Entropy and fighting the universe
Reality is evil. Everything eats and is eaten. Everything destroys and is destroyed. It is our moral duty to strike back at the Universe is a smashing article from Aeon about philosophy reckoning with thermodynamics.
Reality is not what you think it is. It is not the foundation of our joyful flourishing. It is not an eternally renewing resource, nor something that would, were it not for our excessive intervention and reckless consumption, continue to harmoniously expand into the future. The truth is that reality is not nearly so benevolent. Like everything else that exists – stars, microbes, oil, dolphins, shadows, dust and cities – we are nothing more than cups destined to shatter endlessly through time until there is nothing left to break. This, according to the conclusions of scientists over the past two centuries, is the quiet horror that structures existence itself.
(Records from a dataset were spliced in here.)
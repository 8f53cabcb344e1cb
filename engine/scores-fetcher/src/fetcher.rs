use crate::config::FeedConfig;
use anyhow::{Context, Result};
use async_trait::async_trait;
use pool_engine::{PoolError, ScoreFeed};
use reqwest::Client;
use std::time::Duration as StdDuration;
use tracing::{error, info};

/// Scoreboard client for the public ESPN NFL endpoint
pub struct EspnScoreFeed {
    config: FeedConfig,
    client: Client,
}

impl EspnScoreFeed {
    /// Create a new feed client
    pub fn new(config: FeedConfig) -> Result<Self> {
        let client = Client::builder()
            .timeout(StdDuration::from_secs(config.timeout_secs))
            .build()
            .context("Failed to create HTTP client")?;

        Ok(Self { config, client })
    }

    /// Fetch the raw scoreboard document
    pub async fn fetch_scoreboard(&self) -> Result<serde_json::Value> {
        info!("Fetching scoreboard from: {}", self.config.url);

        let response = self
            .client
            .get(&self.config.url)
            .send()
            .await
            .context("Failed to fetch scoreboard")?;

        if !response.status().is_success() {
            anyhow::bail!("Scoreboard request failed with status: {}", response.status());
        }

        let payload: serde_json::Value = response
            .json()
            .await
            .context("Failed to parse scoreboard JSON")?;

        let empty = match &payload {
            serde_json::Value::Null => true,
            serde_json::Value::Object(map) => map.is_empty(),
            _ => false,
        };
        if empty {
            anyhow::bail!("Scoreboard response was empty");
        }

        let events = payload
            .get("events")
            .and_then(|e| e.as_array())
            .map(|e| e.len())
            .unwrap_or(0);
        info!("Successfully fetched scoreboard with {} events", events);
        Ok(payload)
    }
}

#[async_trait]
impl ScoreFeed for EspnScoreFeed {
    async fn fetch_payload(&self) -> pool_engine::Result<serde_json::Value> {
        self.fetch_scoreboard().await.map_err(|e| {
            error!("Scoreboard fetch failed: {:#}", e);
            PoolError::feed_unavailable(format!("{:#}", e))
        })
    }
}
//! Football Pool Settlement Service
//!
//! Wires the rules engine to the score feed and the database: weekly
//! settlement, duplicate reconciliation, live previews and roster seeding,
//! plus the configuration, logging and scheduling around them.

pub mod config;
pub mod error;
pub mod logging;
pub mod scheduler;
pub mod settlement;

pub use config::ServiceConfig;
pub use error::{Result, SettlementError};
pub use logging::initialize_logging_with_config;
pub use scheduler::SettlementScheduler;
pub use settlement::{
    preview_week, reconcile_duplicates, run_weekly_settlement, seed_roster, SeedReport,
    SettlementReport, WeekPreview,
};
Life is a moral catastrophe, it says. I love the idea it is our moral duty to strike back at the universe. I'm not a scientist or a philosopher and I am ready to fight the universe. Sign me up. I guess I was already signed up, by existing.
If being complicit in the destructive flow of the Universe is evil, then goodness might be redefined as that which resists the nature and structure of reality, however futilely. Goodness could consist in any act that seeks, however briefly, to bend the entropic thrust of existence back upon itself – holding it at bay, even if only momentarily.
I'm ready to put on some battle music and lead forty thousand orcs into war.